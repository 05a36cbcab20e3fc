//! A minimal logger for tests and host drivers.
//!
//! Level comes from the `LOG` environment variable (`error`, `warn`,
//! `info`, `debug`, `trace`), defaulting to `warn` so test output stays
//! quiet unless asked.

use std::io::Write as _;
use std::sync::Once;

use log::{Level, LevelFilter, Log, Metadata, Record};

struct StderrLogger;

impl Log for StderrLogger {
    fn enabled(&self, _metadata: &Metadata) -> bool {
        true
    }

    fn log(&self, record: &Record) {
        let color = match record.level() {
            Level::Error => 31,
            Level::Warn => 93,
            Level::Info => 34,
            Level::Debug => 32,
            Level::Trace => 90,
        };
        let _ = writeln!(
            std::io::stderr(),
            "\x1b[{color}m[{:>5}] {}\x1b[0m",
            record.level(),
            record.args()
        );
    }

    fn flush(&self) {}
}

static LOGGER: StderrLogger = StderrLogger;
static INIT: Once = Once::new();

/// Installs the logger once; later calls are no-ops.
pub fn init_logger() {
    INIT.call_once(|| {
        let level = match std::env::var("LOG").as_deref() {
            Ok("error") => LevelFilter::Error,
            Ok("warn") => LevelFilter::Warn,
            Ok("info") => LevelFilter::Info,
            Ok("debug") => LevelFilter::Debug,
            Ok("trace") => LevelFilter::Trace,
            _ => LevelFilter::Warn,
        };
        let _ = log::set_logger(&LOGGER);
        log::set_max_level(level);
    });
}
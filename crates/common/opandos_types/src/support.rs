//! The support-layer ABI: the pass-up vector written at boot and the
//! per-process support structure that pass-up-or-die targets.
//!
//! The support structure lives in the address space of the support layer;
//! the nucleus only ever holds its machine address and reaches the two
//! arrays inside it by the offsets computed here.

use core::mem;

use dataview::Pod;

use crate::state::ProcessorState;

/// Firmware-defined table of handler entry points and stacks, written by
/// the nucleus at boot.
#[repr(C)]
#[derive(Debug, Clone, Copy, PartialEq, Eq, Pod)]
pub struct PassUpVector {
    pub tlb_refill_handler: u32,
    pub tlb_refill_stack_ptr: u32,
    pub exception_handler: u32,
    pub exception_stack_ptr: u32,
}

/// A minimal execution context: where the support layer resumes when an
/// exception is passed up.
#[repr(C)]
#[derive(Debug, Clone, Copy, PartialEq, Eq, Pod)]
pub struct Context {
    pub stack_ptr: u32,
    pub status: u32,
    pub pc: u32,
}

impl Context {
    #[must_use]
    pub const fn zeroed() -> Self {
        Self {
            stack_ptr: 0,
            status: 0,
            pc: 0,
        }
    }
}

/// Which support-layer handler an exception is passed up to.
#[derive(Debug, Clone, Copy, PartialEq, Eq)]
#[repr(usize)]
pub enum PassUpIndex {
    /// TLB exceptions.
    PageFault = 0,
    /// Everything else that is not a nucleus-handled syscall.
    General = 1,
}

/// Per-process support structure, registered at process creation.
///
/// Layout is binding: the support layer declares the identical record on
/// its side and the nucleus writes/reads it through raw memory.
#[repr(C)]
#[derive(Debug, Clone, Copy, Pod)]
pub struct SupportStruct {
    /// Address space identifier of the owning process.
    pub asid: u32,
    /// Saved exception states, one per [`PassUpIndex`].
    pub except_state: [ProcessorState; 2],
    /// Handler contexts, one per [`PassUpIndex`].
    pub except_context: [Context; 2],
}

const _: () = {
    assert!(core::mem::size_of::<SupportStruct>() == 4 + 2 * 140 + 2 * 12);
};

impl SupportStruct {
    /// Byte offset of `except_state[index]` from the structure base.
    #[must_use]
    pub const fn state_offset(index: PassUpIndex) -> u32 {
        (mem::offset_of!(Self, except_state) + index as usize * mem::size_of::<ProcessorState>())
            as u32
    }

    /// Byte offset of `except_context[index]` from the structure base.
    #[must_use]
    pub const fn context_offset(index: PassUpIndex) -> u32 {
        (mem::offset_of!(Self, except_context) + index as usize * mem::size_of::<Context>()) as u32
    }
}
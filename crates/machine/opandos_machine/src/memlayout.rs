//! Fixed addresses of the firmware-defined memory map.

use opandos_types::WORD_LEN;

use crate::MemAddr;

/// Page where the firmware saves the processor state on every trap.
pub const BIOS_DATA_PAGE: MemAddr = MemAddr::new(0x0FFF_F000);

/// Firmware table of trap handler entry points and stacks.
pub const PASS_UP_VECTOR: MemAddr = MemAddr::new(0x0FFF_F900);

/// Base of the bus register area.
pub const BUS_REG_BASE: MemAddr = MemAddr::new(0x1000_0000);

/// Installed RAM base and size, first two bus registers.
pub const RAM_BASE: MemAddr = BUS_REG_BASE;
pub const RAM_SIZE: MemAddr = MemAddr::new(0x1000_0004);

/// Low word of the time-of-day clock.
pub const TOD_LO: MemAddr = MemAddr::new(0x1000_001C);

/// Countdown register of the interval timer.
pub const INTERVAL_TIMER: MemAddr = MemAddr::new(0x1000_0020);

/// Clock ticks per microsecond.
pub const TIMESCALE: MemAddr = MemAddr::new(0x1000_0024);

/// Per-line pending-interrupt device bitmaps, lines 3..=7.
pub const INTERRUPT_BITMAP_BASE: MemAddr = MemAddr::new(0x1000_0040);

/// Device register bank: 5 lines of 8 devices, 4 words each.
pub const DEV_REG_BASE: MemAddr = MemAddr::new(0x1000_0054);

/// Bytes per device register block.
pub const DEV_REG_SIZE: usize = 16;

/// Start of installed RAM.
pub const RAM_START: MemAddr = MemAddr::new(0x2000_0000);

/// Top of the nucleus stack, used for both pass-up vector stacks.
pub const KERNEL_STACK: MemAddr = MemAddr::new(0x2000_1000);

/// Nucleus static data frame; holds the device semaphore table.
pub const KERNEL_DATA: MemAddr = MemAddr::new(0x2000_2000);

/// The nucleus device semaphores, one word each, in kernel data.
///
/// Lines 3..=7 at `(line - 3) * 8 + device`, terminal transmitters 8 slots
/// above their receivers, the pseudo-clock in the last slot. Blocking keys
/// inside this range are device semaphores; everything else is a
/// general-purpose semaphore owned by some process.
pub const DEVICE_SEM_BASE: MemAddr = KERNEL_DATA;

/// Entry point of the nucleus exception handler, as published in the
/// pass-up vector.
pub const EXCEPTION_ENTRY: MemAddr = MemAddr::new(0x2000_4000);

/// Entry point of the firmware TLB-refill stub.
pub const TLB_REFILL_ENTRY: MemAddr = MemAddr::new(0x2000_4800);

/// Bus address of the pending-device bitmap word for an interrupt line.
#[must_use]
pub const fn interrupt_bitmap_addr(line: usize) -> MemAddr {
    INTERRUPT_BITMAP_BASE.byte_add(((line - 3) * WORD_LEN) as u32)
}

/// Bus address of the register block for one device.
#[must_use]
pub const fn dev_reg_addr(line: usize, device: usize) -> MemAddr {
    DEV_REG_BASE.byte_add((((line - 3) * 8 + device) * DEV_REG_SIZE) as u32)
}
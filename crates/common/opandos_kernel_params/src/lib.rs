#![no_std]

use core::time::Duration;

/// Maximum number of concurrent processes.
pub const MAX_PROC: usize = 20;

/// Semaphore descriptors in the ASL table.
///
/// One per process plus the two list sentinels.
pub const MAX_SEMD: usize = MAX_PROC + 2;

/// Processor time slice handed to each scheduled process.
pub const TIME_SLICE: Duration = Duration::from_millis(5);

/// Pseudo-clock period; the interval timer fires once per period.
pub const PSECOND: Duration = Duration::from_millis(100);

/// Interrupt lines wired to external devices (lines 3..=7).
pub const DEV_INT_LINES: usize = 5;

/// Devices per interrupt line.
pub const DEV_PER_LINE: usize = 8;

/// Lowest interrupt line carrying external devices.
pub const BASE_DEV_LINE: usize = 3;

/// Interrupt line of the processor local timer.
pub const PLT_LINE: usize = 1;

/// Interrupt line of the interval timer (pseudo-clock source).
pub const INTERVAL_LINE: usize = 2;

/// Interrupt line shared by the terminal devices.
///
/// Each terminal owns two device semaphores: the receiver at its base
/// slot and the transmitter [`DEV_PER_LINE`] slots above it.
pub const TERMINAL_LINE: usize = 7;

/// Nucleus-maintained device semaphores.
///
/// 40 base slots for lines 3..=7, 8 extra transmitter slots for the
/// terminals, and one more for the pseudo-clock.
pub const DEV_SEM_COUNT: usize = (DEV_INT_LINES + 1) * DEV_PER_LINE + 1;

/// Index of the pseudo-clock semaphore within the device semaphore table.
pub const CLOCK_SEM: usize = DEV_SEM_COUNT - 1;
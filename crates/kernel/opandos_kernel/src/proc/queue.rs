//! Circular doubly-linked process queues.
//!
//! A queue owns nothing but a tail handle; the links live on the PCBs in
//! the pool, so the same code serves the ready queue and every semaphore
//! waiter queue. The tail's `next` is the head, which makes both ends
//! reachable in O(1).

use super::{PcbPool, Pid};

/// FIFO queue of processes, identified by its tail.
#[derive(Debug, Default)]
pub struct ProcQueue {
    tail: Option<Pid>,
}

impl ProcQueue {
    #[must_use]
    pub const fn new() -> Self {
        Self { tail: None }
    }

    #[must_use]
    pub fn is_empty(&self) -> bool {
        self.tail.is_none()
    }

    /// The process at the head, without removing it.
    #[must_use]
    pub fn head(&self, pool: &PcbPool) -> Option<Pid> {
        self.tail.map(|tail| pool[tail].next.unwrap())
    }

    /// Appends `pid` at the tail.
    pub fn insert(&mut self, pool: &mut PcbPool, pid: Pid) {
        match self.tail {
            None => {
                pool[pid].next = Some(pid);
                pool[pid].prev = Some(pid);
            }
            Some(tail) => {
                let head = pool[tail].next.unwrap();
                pool[tail].next = Some(pid);
                pool[pid].prev = Some(tail);
                pool[pid].next = Some(head);
                pool[head].prev = Some(pid);
            }
        }
        self.tail = Some(pid);
    }

    /// Removes and returns the head.
    pub fn remove_head(&mut self, pool: &mut PcbPool) -> Option<Pid> {
        let tail = self.tail?;
        let head = pool[tail].next.unwrap();
        if head == tail {
            self.tail = None;
        } else {
            let new_head = pool[head].next.unwrap();
            pool[tail].next = Some(new_head);
            pool[new_head].prev = Some(tail);
        }
        pool[head].next = None;
        pool[head].prev = None;
        Some(head)
    }

    /// Removes `pid` from wherever it sits in this queue.
    ///
    /// Returns `None` if `pid` is not on the queue; the links are left
    /// untouched in that case.
    pub fn remove(&mut self, pool: &mut PcbPool, pid: Pid) -> Option<Pid> {
        let tail = self.tail?;
        let head = pool[tail].next.unwrap();

        let mut current = head;
        loop {
            if current == pid {
                break;
            }
            current = pool[current].next.unwrap();
            if current == head {
                return None;
            }
        }

        let next = pool[pid].next.unwrap();
        if next == pid {
            self.tail = None;
        } else {
            let prev = pool[pid].prev.unwrap();
            pool[prev].next = Some(next);
            pool[next].prev = Some(prev);
            if self.tail == Some(pid) {
                self.tail = Some(prev);
            }
        }
        pool[pid].next = None;
        pool[pid].prev = None;
        Some(pid)
    }

    /// Visits every queued process in FIFO order.
    pub(crate) fn for_each(&self, pool: &PcbPool, mut f: impl FnMut(Pid)) {
        let Some(tail) = self.tail else {
            return;
        };
        let head = pool[tail].next.unwrap();
        let mut current = head;
        loop {
            f(current);
            if current == tail {
                break;
            }
            current = pool[current].next.unwrap();
        }
    }

    /// Number of queued processes; O(n), diagnostic use.
    #[must_use]
    pub fn len(&self, pool: &PcbPool) -> usize {
        let Some(tail) = self.tail else {
            return 0;
        };
        let head = pool[tail].next.unwrap();
        let mut count = 1;
        let mut current = head;
        while current != tail {
            current = pool[current].next.unwrap();
            count += 1;
        }
        count
    }
}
_ _ _ _
▶ What you have to do
Only the lines from the one containing "pool[new_head].prev = Some(tail);" through the one containing "links are left" are to be retyped, both boundary lines included, with no other material.

▶ Response below
            pool[new_head].prev = Some(tail);
        }
        pool[head].next = None;
        pool[head].prev = None;
        Some(head)
    }

    /// Removes `pid` from wherever it sits in this queue.
    ///
    /// Returns `None` if `pid` is not on the queue; the links are left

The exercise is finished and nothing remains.